Titel: Supported Navigation in Immersive Virtual Environments
Abstract:
Navigation - the process of getting from one location in a virtual scene to another - is one of the most important and fundamental types of interaction in Virtual Reality, as it is part of most use cases and applications in some way or another. However, there is no single navigation technique that is suitable and appropriate for all use cases, as there is typically a different set of requirements for each application, and all techniques come with their own set of drawbacks. Therefore, the selection of a navigation technique for any use case is usually a trade-off decision.
Therefore, this work investigates and proposes navigation support techniques to mitigate the negative aspects of these trade-offs. First, ways to manipulate a user's movement to increase the share of real walking relative to the overall amount of navigation are examined. In this context, a navigation technique is presented that repositions the user while they travel in order to maximize the interaction space for real walking at the target location.

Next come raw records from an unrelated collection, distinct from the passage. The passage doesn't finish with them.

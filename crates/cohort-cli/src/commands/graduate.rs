use crate::support::{load_cohort_or_exit, print_json, uncaught};
use cohort_kernel::{GraduationFault, Student};
use serde_json::json;

/// What the outermost handler does with a review outcome.
#[derive(Debug, Clone, PartialEq, Eq)]
pub struct Verdict {
    pub exit_code: i32,
    pub message: String,
}

/// Discriminate the outcome by kind. Kinds without a dedicated handler fall
/// through to the catch-all.
pub fn verdict(outcome: &Result<(), GraduationFault>) -> Verdict {
    let (exit_code, message) = match outcome {
        Ok(()) => (0, "Moving onward with remainder of code.".to_string()),
        Err(GraduationFault::LowGpa { gpa }) => (1, format!("Too low gpa: {gpa}")),
        Err(GraduationFault::MissingCredits { missing }) => {
            (2, format!("Missing {missing} credits"))
        }
        Err(GraduationFault::GenericMessage { message }) => (4, message.clone()),
        Err(GraduationFault::StudentFault { code }) => (5, format!("Error: {code}")),
        Err(_) => (6, "Exiting".to_string()),
    };
    Verdict { exit_code, message }
}

pub fn run(config: Option<String>, student_id: Option<String>, json_output: bool) {
    let cohort = load_cohort_or_exit(config.as_deref());
    let entry = cohort
        .entry(student_id.as_deref())
        .unwrap_or_else(|e| uncaught(&e));
    let census = cohort.census();
    let student = Student::admit(&census, entry.admission.clone());

    let outcome = student.attempt_graduation(&entry.transcript, &cohort.graduation);
    let verdict = verdict(&outcome);
    match &outcome {
        Ok(()) => tracing::info!(student_id = student.student_id(), "student may graduate"),
        Err(fault) => tracing::warn!(
            student_id = student.student_id(),
            kind = fault.kind_name(),
            stage = %fault.stage(),
            "graduation refused"
        ),
    }

    if json_output {
        print_json(&json!({
            "student_id": student.student_id(),
            "eligible": outcome.is_ok(),
            "fault": outcome.as_ref().err(),
            "exit_code": verdict.exit_code,
            "message": verdict.message,
        }));
    } else {
        println!("{}", verdict.message);
    }

    if verdict.exit_code != 0 {
        std::process::exit(verdict.exit_code);
    }
}
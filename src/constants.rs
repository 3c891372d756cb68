//! # Constants
//!
//! Shared constants used throughout the session manager.
//!
//! These values represent reasonable defaults and can be overridden via
//! configuration or environment variables where applicable.

/// Default HTTP server port for metrics and health probes.
pub const DEFAULT_METRICS_PORT: u16 = 5000;

/// Default namespace sessions are created in when unset.
pub const DEFAULT_NAMESPACE: &str = "default";

/// Default session container port (`AGENTAPI_PORT`).
pub const DEFAULT_SESSION_PORT: i32 = 3284;

/// Default Pod start timeout, in seconds, bounding the watcher's fast poll phase.
pub const DEFAULT_POD_START_TIMEOUT_SECS: u64 = 300;

/// Default timeout for delete operations.
pub const DEFAULT_POD_STOP_TIMEOUT_SECS: u64 = 60;

/// Watcher fast-poll tick interval (Phase A), in seconds.
pub const WATCHER_FAST_POLL_SECS: u64 = 2;

/// Watcher steady-state poll tick interval (Phase B), in seconds.
pub const WATCHER_SLOW_POLL_SECS: u64 = 10;

/// Deadline for the process-wide base ConfigMap/Secret ensure step.
pub const ENSURE_STEP_DEADLINE_SECS: u64 = 30;

/// Resource name prefix for every object belonging to a session.
pub const SESSION_RESOURCE_PREFIX: &str = "agentapi-session-";

/// Suffix appended to the deployment name to derive the service name.
pub const SERVICE_NAME_SUFFIX: &str = "-svc";

/// Label applied to every session-scoped object, holding the session id.
pub const LABEL_SESSION_ID: &str = "agentapi.proxy/session-id";

/// Label holding the sanitized user id.
pub const LABEL_USER_ID: &str = "agentapi.proxy/user-id";

/// Label holding the session scope (`user` | `team`).
pub const LABEL_SCOPE: &str = "agentapi.proxy/scope";

/// Label holding the truncated sha256 of the team id.
pub const LABEL_TEAM_ID_HASH: &str = "agentapi.proxy/team-id-hash";

/// Label prefix for user-supplied tags; the tag key is appended and sanitized.
pub const LABEL_TAG_PREFIX: &str = "agentapi.proxy/tag-";

/// Annotation holding the original, unsanitized team id.
pub const ANNOTATION_TEAM_ID: &str = "agentapi.proxy/team-id";

/// Annotation holding the RFC-3339 creation timestamp.
pub const ANNOTATION_CREATED_AT: &str = "agentapi.proxy/created-at";

/// Standard Kubernetes recommended labels, stamped on every object we own.
pub const LABEL_APP_NAME: &str = "app.kubernetes.io/name";
pub const LABEL_APP_NAME_VALUE: &str = "agentapi-session";
pub const LABEL_APP_MANAGED_BY: &str = "app.kubernetes.io/managed-by";
pub const LABEL_APP_MANAGED_BY_VALUE: &str = "agentapi-proxy";
pub const LABEL_APP_INSTANCE: &str = "app.kubernetes.io/instance";

/// Ownership label value used by `MarketplaceSyncer` to decide whether an
/// existing Secret may be mutated or deleted.
pub const MANAGED_BY_SETTINGS_VALUE: &str = "settings";

/// Mount path for the session working directory volume.
pub const WORKDIR_MOUNT_PATH: &str = "/home/agentapi/workdir";

/// Home directory inside the session Pod.
pub const SESSION_HOME: &str = "/home/agentapi";

/// Path at which the GitHub App PEM file is mounted/shared.
pub const GITHUB_APP_PEM_PATH: &str = "/github-app/app.pem";

/// Prefix applied to per-user/team env-from Secret names.
pub const ENV_SECRET_PREFIX: &str = "agent-env-";

/// Default ConfigMap name prefix for per-user Claude config.
pub const DEFAULT_CLAUDE_CONFIG_USER_CONFIGMAP_PREFIX: &str = "claude-config-user-";

/// Prefix applied to the `MarketplaceSyncer`'s Secret name.
pub const MARKETPLACE_SECRET_PREFIX: &str = "marketplace-";

/// Key under which the pretty-JSON marketplace map is stored in the Secret.
pub const MARKETPLACE_DATA_KEY: &str = "marketplaces.json";
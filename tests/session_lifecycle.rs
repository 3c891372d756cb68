//! Integration coverage for `SessionManager` driven entirely through the
//! public API against `FakeClusterApi` (spec.md §8 acceptance scenarios).
//! Requires the `test-util` feature, which exposes `cluster::fake`.

use std::collections::HashMap;
use std::sync::Arc;

use agentapi_session_manager::cluster::fake::FakeClusterApi;
use agentapi_session_manager::config::ManagerConfig;
use agentapi_session_manager::encryption::{EncryptionRegistry, Passthrough};
use agentapi_session_manager::manager::SessionManager;
use agentapi_session_manager::session::{Filter, RunServerRequest, Scope, Status};

fn manager() -> SessionManager<FakeClusterApi> {
    let mut registry = EncryptionRegistry::new();
    registry.set_primary(Arc::new(Passthrough::new()));
    SessionManager::new(FakeClusterApi::new(), ManagerConfig::default(), registry)
}

#[tokio::test]
async fn create_happy_path_provisions_the_full_object_graph() {
    let manager = manager();
    let request = RunServerRequest {
        user_id: "u1".into(),
        tags: HashMap::from([("project".to_string(), "demo".to_string())]),
        initial_message: Some("build me a todo app".into()),
        ..Default::default()
    };

    let session = manager.create_session("sess-1", request).await.unwrap();
    assert_eq!(session.status, Status::Creating);
    assert_eq!(session.user_id, "u1");

    let listed = manager.list_sessions(&Filter::default()).await.unwrap();
    assert_eq!(listed.len(), 1);
    assert_eq!(listed[0].id, "sess-1");
}

#[tokio::test]
async fn team_scoped_session_is_fenced_from_other_teams() {
    let manager = manager();
    manager
        .create_session(
            "sess-a",
            RunServerRequest {
                user_id: "u1".into(),
                scope: Scope::Team,
                team_id: Some("org/team-a".into()),
                ..Default::default()
            },
        )
        .await
        .unwrap();
    manager
        .create_session(
            "sess-b",
            RunServerRequest {
                user_id: "u2".into(),
                scope: Scope::Team,
                team_id: Some("org/team-b".into()),
                ..Default::default()
            },
        )
        .await
        .unwrap();

    let team_a_only = manager
        .list_sessions(&Filter {
            team_id: Some("org/team-a".into()),
            ..Default::default()
        })
        .await
        .unwrap();
    assert_eq!(team_a_only.len(), 1);
    assert_eq!(team_a_only[0].id, "sess-a");
}

#[tokio::test]
async fn restart_recovers_sessions_from_live_cluster_state() {
    let mut registry = EncryptionRegistry::new();
    registry.set_primary(Arc::new(Passthrough::new()));
    let config = ManagerConfig::default();
    let cluster = FakeClusterApi::new();

    let original = SessionManager::new(cluster, config.clone(), registry);
    let request = RunServerRequest {
        user_id: "u1".into(),
        scope: Scope::Team,
        team_id: Some("org/team-a".into()),
        tags: HashMap::from([("env".to_string(), "staging".to_string())]),
        initial_message: Some("resume my work".into()),
        ..Default::default()
    };
    let created = original.create_session("sess-1", request).await.unwrap();

    // Simulate a process restart: the in-memory map is gone, but the
    // cluster still holds every object the session produced, so the next
    // `GetSession` rehydrates it from scratch.
    original.shutdown().await;
    let rehydrated = original.get_session("sess-1").await.unwrap().unwrap();

    assert_eq!(rehydrated.id, created.id);
    assert_eq!(rehydrated.user_id, "u1");
    assert_eq!(rehydrated.scope, Scope::Team);
    assert_eq!(rehydrated.team_id.as_deref(), Some("org/team-a"));
    assert_eq!(rehydrated.tags.get("env"), Some(&"staging".to_string()));
    assert_eq!(rehydrated.description.as_deref(), Some("resume my work"));
}

#[tokio::test]
async fn delete_then_get_reports_session_absent() {
    let manager = manager();
    manager
        .create_session(
            "sess-1",
            RunServerRequest {
                user_id: "u1".into(),
                ..Default::default()
            },
        )
        .await
        .unwrap();

    manager.delete_session("sess-1").await.unwrap();

    assert!(manager.get_session("sess-1").await.unwrap().is_none());
}
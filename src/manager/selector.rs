//! # Label selector construction
//!
//! Builds the server-side label selector `ListSessions` sends to the
//! cluster (spec.md §4.4 "ListSessions"). Deliberately narrower than the
//! full `Filter`: team-ids-list and tag filters have no clean selector
//! expression and are applied in memory instead.

use crate::constants::{LABEL_SCOPE, LABEL_TEAM_ID_HASH, LABEL_USER_ID};
use crate::naming::{hash_for_label, sanitize_label};
use crate::session::{Filter, Scope};

const TEAM_ID_HASH_LABEL_LEN: usize = 63;

/// Build the server-side label selector for `filter`.
///
/// Deliberately omits `scope=user` even when `filter.scope` is
/// `Some(Scope::User)`: objects created before the scope label existed
/// default to user-scope and must still be found. `scope=team` is included
/// because team-scoped objects have always carried the label. Do not "fix"
/// this by adding `scope=user` unconditionally.
#[must_use]
pub fn build_selector(filter: &Filter) -> String {
    let mut clauses = Vec::new();

    if let Some(user_id) = &filter.user_id {
        clauses.push(format!("{LABEL_USER_ID}={}", sanitize_label(user_id)));
    }

    if filter.scope == Some(Scope::Team) {
        clauses.push(format!("{LABEL_SCOPE}=team"));
    }

    if let Some(team_id) = &filter.team_id {
        clauses.push(format!(
            "{LABEL_TEAM_ID_HASH}={}",
            hash_for_label(team_id, TEAM_ID_HASH_LABEL_LEN)
        ));
    }

    clauses.join(",")
}
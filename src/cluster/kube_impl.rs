//! # KubeClusterApi
//!
//! The production `ClusterApi` implementation, backed by a real
//! `kube::Client`. Grounded on the `Api::namespaced`/`PostParams`/
//! `DeleteParams`/404-matching idiom used throughout this corpus's
//! Kubernetes clients (e.g. `NiklasRosenstein-rise`'s deployment
//! controller and the substrate-playground session helper in
//! `other_examples/`).

use async_trait::async_trait;
use k8s_openapi::api::apps::v1::Deployment;
use k8s_openapi::api::core::v1::{PersistentVolumeClaim, Secret, Service};
use kube::api::{Api, DeleteParams, ListParams, Patch, PatchParams, PostParams, PropagationPolicy};
use kube::Client;

use super::ClusterApi;
use crate::error::ClusterError;

#[derive(Clone)]
pub struct KubeClusterApi {
    client: Client,
}

impl KubeClusterApi {
    #[must_use]
    pub fn new(client: Client) -> Self {
        Self { client }
    }

    fn secrets(&self, namespace: &str) -> Api<Secret> {
        Api::namespaced(self.client.clone(), namespace)
    }

    fn pvcs(&self, namespace: &str) -> Api<PersistentVolumeClaim> {
        Api::namespaced(self.client.clone(), namespace)
    }

    fn deployments(&self, namespace: &str) -> Api<Deployment> {
        Api::namespaced(self.client.clone(), namespace)
    }

    fn services(&self, namespace: &str) -> Api<Service> {
        Api::namespaced(self.client.clone(), namespace)
    }
}

/// Foreground-delete params, per spec.md §4.4 `DeleteSession`.
fn foreground_delete_params() -> DeleteParams {
    DeleteParams {
        propagation_policy: Some(PropagationPolicy::Foreground),
        ..DeleteParams::default()
    }
}

fn map_create_err(e: kube::Error, resource: &'static str, namespace: &str, name: &str) -> ClusterError {
    match &e {
        kube::Error::Api(ae) if ae.code == 409 => ClusterError::AlreadyExists {
            resource,
            namespace: namespace.to_string(),
            name: name.to_string(),
        },
        _ => ClusterError::Backend(e.to_string()),
    }
}

fn map_delete_err(e: kube::Error, resource: &'static str, namespace: &str, name: &str) -> ClusterError {
    match &e {
        kube::Error::Api(ae) if ae.code == 404 => ClusterError::NotFound {
            resource,
            namespace: namespace.to_string(),
            name: name.to_string(),
        },
        _ => ClusterError::Backend(e.to_string()),
    }
}

#[async_trait]
impl ClusterApi for KubeClusterApi {
    async fn create_secret(&self, namespace: &str, secret: Secret) -> Result<(), ClusterError> {
        let name = secret.metadata.name.clone().unwrap_or_default();
        self.secrets(namespace)
            .create(&PostParams::default(), &secret)
            .await
            .map(|_| ())
            .map_err(|e| map_create_err(e, "Secret", namespace, &name))
    }

    async fn get_secret(&self, namespace: &str, name: &str) -> Result<Option<Secret>, ClusterError> {
        match self.secrets(namespace).get(name).await {
            Ok(secret) => Ok(Some(secret)),
            Err(kube::Error::Api(ae)) if ae.code == 404 => Ok(None),
            Err(e) => Err(ClusterError::Backend(e.to_string())),
        }
    }

    async fn update_secret(&self, namespace: &str, secret: Secret) -> Result<(), ClusterError> {
        let name = secret.metadata.name.clone().unwrap_or_default();
        self.secrets(namespace)
            .patch(&name, &PatchParams::apply("agentapi-session-manager"), &Patch::Merge(&secret))
            .await
            .map(|_| ())
            .map_err(|e| ClusterError::Backend(e.to_string()))
    }

    async fn delete_secret(&self, namespace: &str, name: &str) -> Result<(), ClusterError> {
        self.secrets(namespace)
            .delete(name, &foreground_delete_params())
            .await
            .map(|_| ())
            .map_err(|e| map_delete_err(e, "Secret", namespace, name))
    }

    async fn create_pvc(
        &self,
        namespace: &str,
        pvc: PersistentVolumeClaim,
    ) -> Result<(), ClusterError> {
        let name = pvc.metadata.name.clone().unwrap_or_default();
        self.pvcs(namespace)
            .create(&PostParams::default(), &pvc)
            .await
            .map(|_| ())
            .map_err(|e| map_create_err(e, "PersistentVolumeClaim", namespace, &name))
    }

    async fn delete_pvc(&self, namespace: &str, name: &str) -> Result<(), ClusterError> {
        self.pvcs(namespace)
            .delete(name, &foreground_delete_params())
            .await
            .map(|_| ())
            .map_err(|e| map_delete_err(e, "PersistentVolumeClaim", namespace, name))
    }

    async fn create_deployment(
        &self,
        namespace: &str,
        deployment: Deployment,
    ) -> Result<(), ClusterError> {
        let name = deployment.metadata.name.clone().unwrap_or_default();
        self.deployments(namespace)
            .create(&PostParams::default(), &deployment)
            .await
            .map(|_| ())
            .map_err(|e| map_create_err(e, "Deployment", namespace, &name))
    }

    async fn get_deployment(
        &self,
        namespace: &str,
        name: &str,
    ) -> Result<Option<Deployment>, ClusterError> {
        match self.deployments(namespace).get(name).await {
            Ok(dep) => Ok(Some(dep)),
            Err(kube::Error::Api(ae)) if ae.code == 404 => Ok(None),
            Err(e) => Err(ClusterError::Backend(e.to_string())),
        }
    }

    async fn delete_deployment(&self, namespace: &str, name: &str) -> Result<(), ClusterError> {
        self.deployments(namespace)
            .delete(name, &foreground_delete_params())
            .await
            .map(|_| ())
            .map_err(|e| map_delete_err(e, "Deployment", namespace, name))
    }

    async fn list_deployments(
        &self,
        namespace: &str,
        label_selector: &str,
    ) -> Result<Vec<Deployment>, ClusterError> {
        let lp = ListParams::default().labels(label_selector);
        self.deployments(namespace)
            .list(&lp)
            .await
            .map(|l| l.items)
            .map_err(|e| ClusterError::Backend(e.to_string()))
    }

    async fn create_service(&self, namespace: &str, service: Service) -> Result<(), ClusterError> {
        let name = service.metadata.name.clone().unwrap_or_default();
        self.services(namespace)
            .create(&PostParams::default(), &service)
            .await
            .map(|_| ())
            .map_err(|e| map_create_err(e, "Service", namespace, &name))
    }

    async fn get_service(&self, namespace: &str, name: &str) -> Result<Option<Service>, ClusterError> {
        match self.services(namespace).get(name).await {
            Ok(svc) => Ok(Some(svc)),
            Err(kube::Error::Api(ae)) if ae.code == 404 => Ok(None),
            Err(e) => Err(ClusterError::Backend(e.to_string())),
        }
    }

    async fn delete_service(&self, namespace: &str, name: &str) -> Result<(), ClusterError> {
        self.services(namespace)
            .delete(name, &foreground_delete_params())
            .await
            .map(|_| ())
            .map_err(|e| map_delete_err(e, "Service", namespace, name))
    }

    async fn list_services(
        &self,
        namespace: &str,
        label_selector: &str,
    ) -> Result<Vec<Service>, ClusterError> {
        let lp = ListParams::default().labels(label_selector);
        self.services(namespace)
            .list(&lp)
            .await
            .map(|l| l.items)
            .map_err(|e| ClusterError::Backend(e.to_string()))
    }
}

Furthermore, it is investigated whether rotation gain (the manipulation of the mapping between physical and virtual head rotations), which can be used for techniques such as redirected walking, is usable in screen-based setups such as CAVE-like environments. Second, the work proposes navigation support techniques based on an automated analysis of the virtual scene, that are aimed at making navigation more efficient. To this end, we analyze scene visibility - which parts of the scene are visible from any viewpoint - and the evaluation of the quality of such a viewpoint.
In this context, the work compares different measures to estimate viewpoint quality, contributing several novel methods, and introduces an approach for approximating scene visibility efficiently by restricting the computation to navigable areas of a scene. It is further shown that these techniques can be used successfully to increase the efficiency of navigation, proposing a technique to adjust travel speed automatically, reducing cognitive load, an approach to find intermediate target locations during long-distance travel to reduce cybersickness, and an assistance technique that improves cognitive map buildup during exploration.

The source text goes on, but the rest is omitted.